A group of Brexit voters take turns to host each other for a fish and chip dinner, while having illuminating conversations about the Britain they remember.

‘Of course, in my day you could call them ***** ***** ******* without any of this PC nonsense.’

‘Yes, I remember that, you’d just shout, ‘***** ****** *******’ at one of them, and do you know what? They’d shoot you back a big happy smile.’

‘Oh, I know, I know. But never mind that, these days you can’t even call them a ******* ******* ****** ******, or a **** ******* ***** ****** ***** ****** ****** ******* ****** ***** without some leftie do-gooder jumping down your throat.’

‘I heard the other day they were going to ban flags. Or was it lettuce?’

‘They banned Wednesday last week. Too white apparently.’

‘Who banned it? Was it the *****, the ******, or the ******? I’ll bet it was the fucking *****s?’

‘I went into work the other week dressed like Geri Halliwell from the Spice Girls movie, you know, with that Union Jack dress? And do you know what they did? Bloody sent me home.’

‘You don’t really have the hips for that though, Clive.’

‘Quick question on that subject: which toilet would you have used?’

‘Don’t get me started on that caper, I’ll choke on me bloody takeaway. Perverts.’

‘Course, you’re not allowed to say ‘takeaway’ anymore…’

 It’ll Be All White on the Reich

A studio audience, dressed in ‘All Lives Matter’ T-shirts, erupts with riotus laughter as they watch hilarious outtakes of unarmed black people in America being shot dead by police. Followed by a bit of old school comedy genius, with Matt Hancock’s Half Hour. This week, that classic episode, The Press Conference.

Ant and Dec’s Saturday Night Takeaway

An hour of Ant and Dec watching repeats of themselves on TV as they enjoy a Chinese takeaway, which they repeatedly and unapologetically refer to as a ‘ch*nky’. Followed by another episode of White Van Man Der Valk in which the famous working-class British detective tracks down rogue immigrants by pointing at every non-white person he passes in his van and going, ‘There’s another one.’.

Undercover Racist

The white owner of a factory secretly joins his ethnic work-force on the shop-floor for a week, sharing their hardships and agonies, before tearfully announcing to them all on day seven how much he’d gladly send them all back home, if only he didn’t rely on their cheap labour so much.

‘But we’re all from Dudley,’ says the foreman.

‘I’m sorry, I just can’t understand anything you people say,’ he replies.

Followed by Corona Nation Street.
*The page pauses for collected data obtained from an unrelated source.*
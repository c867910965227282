use crucible_core::{
    AppTemplateState, Attributes, CoreError, PlayerUserState, Provider, Resource, ResourceKind,
    ViewState, VlanState, VmState,
};
use tracing::info;

use crate::cli::GlobalOpts;
use crate::error::CliError;
use crate::state::{StateEntry, StateFile};

pub async fn handle(name: &str, global: &GlobalOpts) -> Result<(), CliError> {
    let mut state = StateFile::load(&global.state)?;
    let entry = state.get(name)?;
    let kind = entry.kind;

    // Never created remotely: only the local entry goes.
    if entry.id.is_some() {
        let provider = super::provider(global)?;
        let entry = state.get_mut(name)?;
        let result = match kind {
            ResourceKind::Vm => destroy_as::<VmState>(&provider, entry).await,
            ResourceKind::View => destroy_as::<ViewState>(&provider, entry).await,
            ResourceKind::AppTemplate => destroy_as::<AppTemplateState>(&provider, entry).await,
            ResourceKind::User => destroy_as::<PlayerUserState>(&provider, entry).await,
            ResourceKind::Vlan => destroy_as::<VlanState>(&provider, entry).await,
        };
        if let Err(e) = result {
            state.save(&global.state)?;
            return Err(e.into());
        }
    }

    state.resources.remove(name);
    state.save(&global.state)?;
    info!(resource = name, %kind, "resource destroyed");
    eprintln!("Destroyed {kind} '{name}'");
    Ok(())
}

async fn destroy_as<T: Resource + Attributes>(
    provider: &Provider,
    entry: &mut StateEntry,
) -> Result<(), CoreError> {
    let mut data = entry.data::<T>()?;
    let result = T::delete(provider, &mut data).await;
    entry.record(&data);
    result
}
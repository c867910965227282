// Player directory user lifecycle.
//
// The role is held by name locally and resolved at both boundaries.

use tracing::{info, warn};

use crate::convert::{user_from_wire, user_to_wire};
use crate::error::CoreError;
use crate::model::{PlayerUserState, ResourceKind};
use crate::provider::Provider;
use crate::resources::{Resource, ResourceData};

impl Resource for PlayerUserState {
    const KIND: ResourceKind = ResourceKind::User;

    async fn create(provider: &Provider, data: &mut ResourceData<Self>) -> Result<(), CoreError> {
        let role_id = provider.roles().id_for(data.state.role.as_deref()).await?;
        provider
            .player()
            .create_user(&user_to_wire(&data.state, role_id))
            .await?;
        data.id = Some(data.state.user_id.clone());
        Self::read(provider, data).await
    }

    async fn read(provider: &Provider, data: &mut ResourceData<Self>) -> Result<(), CoreError> {
        let Some(id) = data.id.clone() else {
            return Ok(());
        };
        let Some(user) = provider.player().find_user(&id).await? else {
            warn!(%id, "user no longer exists remotely");
            data.id = None;
            return Ok(());
        };
        let role = provider.roles().name_for(user.role_id.as_deref()).await?;
        data.state = user_from_wire(user, role);
        Ok(())
    }

    async fn update(
        provider: &Provider,
        data: &mut ResourceData<Self>,
        desired: Self,
    ) -> Result<(), CoreError> {
        let id = data.require_id(Self::KIND)?;
        let role_id = provider.roles().id_for(desired.role.as_deref()).await?;
        let mut body = user_to_wire(&desired, role_id);
        body.id.clone_from(&id);
        provider.player().update_user(&id, &body).await?;
        info!(%id, "user updated");
        Self::read(provider, data).await
    }

    async fn delete(provider: &Provider, data: &mut ResourceData<Self>) -> Result<(), CoreError> {
        let Some(id) = data.id.clone() else {
            return Ok(());
        };
        if provider.player().user_exists(&id).await? {
            match provider.player().delete_user(&id).await {
                Ok(()) => info!(%id, "user deleted"),
                Err(e) if e.is_not_found() => {}
                Err(e) => return Err(e.into()),
            }
        }
        data.id = None;
        Ok(())
    }
}
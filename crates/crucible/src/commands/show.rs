use serde::Serialize;
use tabled::Tabled;

use crate::cli::{GlobalOpts, OutputFormat};
use crate::error::CliError;
use crate::output;
use crate::state::{StateEntry, StateFile};

#[derive(Serialize)]
struct Named<'a> {
    name: &'a str,
    #[serde(flatten)]
    entry: &'a StateEntry,
}

#[derive(Tabled)]
struct EntryRow {
    #[tabled(rename = "Name")]
    name: String,
    #[tabled(rename = "Kind")]
    kind: String,
    #[tabled(rename = "ID")]
    id: String,
}

pub fn handle(name: Option<&str>, global: &GlobalOpts) -> Result<(), CliError> {
    let state = StateFile::load(&global.state)?;

    let rendered = match name {
        Some(name) => render_entry(global.output, name, state.get(name)?)?,
        None if state.resources.is_empty() => match global.output {
            OutputFormat::Table => "No resources in state".to_owned(),
            format => output::render_list(format, &[] as &[Named<'_>], row)?,
        },
        None => {
            let items: Vec<Named<'_>> = state
                .resources
                .iter()
                .map(|(name, entry)| Named { name, entry })
                .collect();
            output::render_list(global.output, &items, row)?
        }
    };
    output::print_output(&rendered);
    Ok(())
}

fn row(item: &Named<'_>) -> EntryRow {
    EntryRow {
        name: item.name.to_owned(),
        kind: item.entry.kind.to_string(),
        id: item.entry.id.clone().unwrap_or_else(|| "-".into()),
    }
}

/// One entry: a short header plus its attributes in table mode.
pub fn render_entry(
    format: OutputFormat,
    name: &str,
    entry: &StateEntry,
) -> Result<String, CliError> {
    output::render_single(format, &Named { name, entry }, |item| {
        let id = item.entry.id.as_deref().unwrap_or("(not created)");
        Ok(format!(
            "Name:  {}\nKind:  {}\nID:    {id}\n\n{}",
            item.name,
            item.entry.kind,
            serde_json::to_string_pretty(&item.entry.attributes)?
        ))
    })
}
//! Provider configuration for the Crucible CLI.
//!
//! Layered loading (defaults, optional TOML file, `TF_*` environment
//! variables) and validation into `crucible_core::ProviderConfig`.

use std::path::{Path, PathBuf};
use std::time::Duration;

use directories::ProjectDirs;
use figment::{
    Figment,
    providers::{Env, Format, Serialized, Toml},
    value::Uncased,
};
use secrecy::SecretString;
use serde::{Deserialize, Serialize};
use thiserror::Error;
use url::Url;

use crucible_api::TlsMode;
use crucible_core::ProviderConfig;

// ── Error ───────────────────────────────────────────────────────────

#[derive(Debug, Error)]
pub enum ConfigError {
    #[error("missing required setting `{field}` (set it in the config file or via {env})")]
    Missing { field: String, env: String },

    #[error("invalid {field}: {reason}")]
    Validation { field: String, reason: String },

    #[error("config loading failed: {0}")]
    Figment(Box<figment::Error>),
}

impl From<figment::Error> for ConfigError {
    fn from(err: figment::Error) -> Self {
        Self::Figment(Box::new(err))
    }
}

// ── Settings ────────────────────────────────────────────────────────

/// Raw provider settings as they appear in TOML and the environment.
///
/// Everything is optional here; `into_provider_config` enforces what is
/// required.
#[derive(Debug, Default, Deserialize, Serialize)]
pub struct Settings {
    pub username: Option<String>,
    pub password: Option<String>,
    pub auth_url: Option<String>,
    pub token_url: Option<String>,
    pub vm_api_url: Option<String>,
    pub player_api_url: Option<String>,
    pub caster_api_url: Option<String>,
    pub client_id: Option<String>,
    pub client_secret: Option<String>,

    /// Per-request timeout in seconds. Unset keeps the transport default.
    pub timeout_secs: Option<u64>,

    /// Skip TLS certificate verification.
    #[serde(default)]
    pub insecure: bool,

    /// Path to a PEM CA certificate for self-signed deployments.
    pub ca_cert: Option<PathBuf>,
}

/// Environment variable for each setting.
const ENV_KEYS: &[(&str, &str)] = &[
    ("TF_USERNAME", "username"),
    ("TF_PASSWORD", "password"),
    ("TF_AUTH_URL", "auth_url"),
    ("TF_PLAYER_TOK_URL", "token_url"),
    ("TF_VM_API_URL", "vm_api_url"),
    ("TF_PLAYER_API_URL", "player_api_url"),
    ("TF_CASTER_API_URL", "caster_api_url"),
    ("TF_PLAYER_CLIENT_ID", "client_id"),
    ("TF_CLIENT_SECRET", "client_secret"),
];

/// The setting an environment variable feeds, if any.
pub fn env_field(var: &str) -> Option<&'static str> {
    ENV_KEYS
        .iter()
        .find(|(env, _)| env.eq_ignore_ascii_case(var))
        .map(|(_, field)| *field)
}

fn env_for(field: &str) -> &'static str {
    ENV_KEYS
        .iter()
        .find(|(_, f)| *f == field)
        .map_or("no environment variable", |(env, _)| *env)
}

// ── Config file path ────────────────────────────────────────────────

/// Default config file location, e.g. `~/.config/crucible/provider.toml`.
pub fn config_path() -> PathBuf {
    ProjectDirs::from("org", "cmu-sei", "crucible").map_or_else(
        || PathBuf::from(".crucible").join("provider.toml"),
        |dirs| dirs.config_dir().join("provider.toml"),
    )
}

// ── Loading ─────────────────────────────────────────────────────────

/// The layered figment: defaults, then the TOML file, then `TF_*` variables.
pub fn figment(path: &Path) -> Figment {
    Figment::new()
        .merge(Serialized::defaults(Settings::default()))
        .merge(Toml::file(path))
        .merge(Env::raw().filter_map(|key| env_field(key.as_str()).map(Uncased::from)))
}

/// Load settings from `path` (or the default location) and the environment.
/// A missing file is not an error.
pub fn load(path: Option<&Path>) -> Result<Settings, ConfigError> {
    let path = path.map_or_else(config_path, Path::to_path_buf);
    Ok(figment(&path).extract()?)
}

// ── Validation ──────────────────────────────────────────────────────

fn required(value: Option<String>, field: &str) -> Result<String, ConfigError> {
    value
        .filter(|v| !v.is_empty())
        .ok_or_else(|| ConfigError::Missing {
            field: field.into(),
            env: env_for(field).into(),
        })
}

fn required_url(value: Option<String>, field: &str) -> Result<Url, ConfigError> {
    let raw = required(value, field)?;
    Url::parse(&raw).map_err(|e| ConfigError::Validation {
        field: field.into(),
        reason: format!("invalid URL {raw:?}: {e}"),
    })
}

impl Settings {
    /// Validate into the runtime configuration the provider consumes.
    pub fn into_provider_config(self) -> Result<ProviderConfig, ConfigError> {
        let tls = if self.insecure {
            TlsMode::DangerAcceptInvalid
        } else if let Some(ca) = self.ca_cert {
            TlsMode::CustomCa(ca)
        } else {
            TlsMode::System
        };

        Ok(ProviderConfig {
            username: required(self.username, "username")?,
            password: SecretString::from(required(self.password, "password")?),
            client_id: required(self.client_id, "client_id")?,
            client_secret: SecretString::from(required(self.client_secret, "client_secret")?),
            auth_url: required_url(self.auth_url, "auth_url")?,
            token_url: required_url(self.token_url, "token_url")?,
            vm_api_url: required_url(self.vm_api_url, "vm_api_url")?,
            player_api_url: required_url(self.player_api_url, "player_api_url")?,
            caster_api_url: required_url(self.caster_api_url, "caster_api_url")?,
            timeout: self.timeout_secs.map(Duration::from_secs),
            tls,
        })
    }
}
// Application template lifecycle.

use crucible_api::models::ApplicationTemplate;
use tracing::{info, warn};

use crate::error::CoreError;
use crate::model::{AppTemplateState, ResourceKind};
use crate::provider::Provider;
use crate::resources::{Resource, ResourceData};

impl Resource for AppTemplateState {
    const KIND: ResourceKind = ResourceKind::AppTemplate;

    async fn create(provider: &Provider, data: &mut ResourceData<Self>) -> Result<(), CoreError> {
        let body = ApplicationTemplate::from(&data.state);
        let id = provider.player().create_template(&body).await?;
        data.id = Some(id);
        Self::read(provider, data).await
    }

    async fn read(provider: &Provider, data: &mut ResourceData<Self>) -> Result<(), CoreError> {
        let Some(id) = data.id.clone() else {
            return Ok(());
        };
        match provider.player().find_template(&id).await? {
            Some(template) => data.state = AppTemplateState::from(template),
            None => {
                warn!(%id, "application template no longer exists remotely");
                data.id = None;
            }
        }
        Ok(())
    }

    async fn update(
        provider: &Provider,
        data: &mut ResourceData<Self>,
        desired: Self,
    ) -> Result<(), CoreError> {
        let id = data.require_id(Self::KIND)?;
        provider
            .player()
            .update_template(&id, &ApplicationTemplate::from(&desired))
            .await?;
        info!(%id, "application template updated");
        Self::read(provider, data).await
    }

    async fn delete(provider: &Provider, data: &mut ResourceData<Self>) -> Result<(), CoreError> {
        let Some(id) = data.id.clone() else {
            return Ok(());
        };
        if provider.player().template_exists(&id).await? {
            match provider.player().delete_template(&id).await {
                Ok(()) => info!(%id, "application template deleted"),
                Err(e) if e.is_not_found() => {}
                Err(e) => return Err(e.into()),
            }
        }
        data.id = None;
        Ok(())
    }
}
Tonight the residents tear down a 5G mast and have an illegal street party to celebrate.

The BreX Factor

Simon Cowell introduces the singing talent show where every contestant has to sing the British national anthem, even though not a single one of them actually knows the words.

Doctor Red-White-and-Blue

This week the Doctor takes the Tardis on holiday to Benidorm, and decries the lack of any decent Bovril.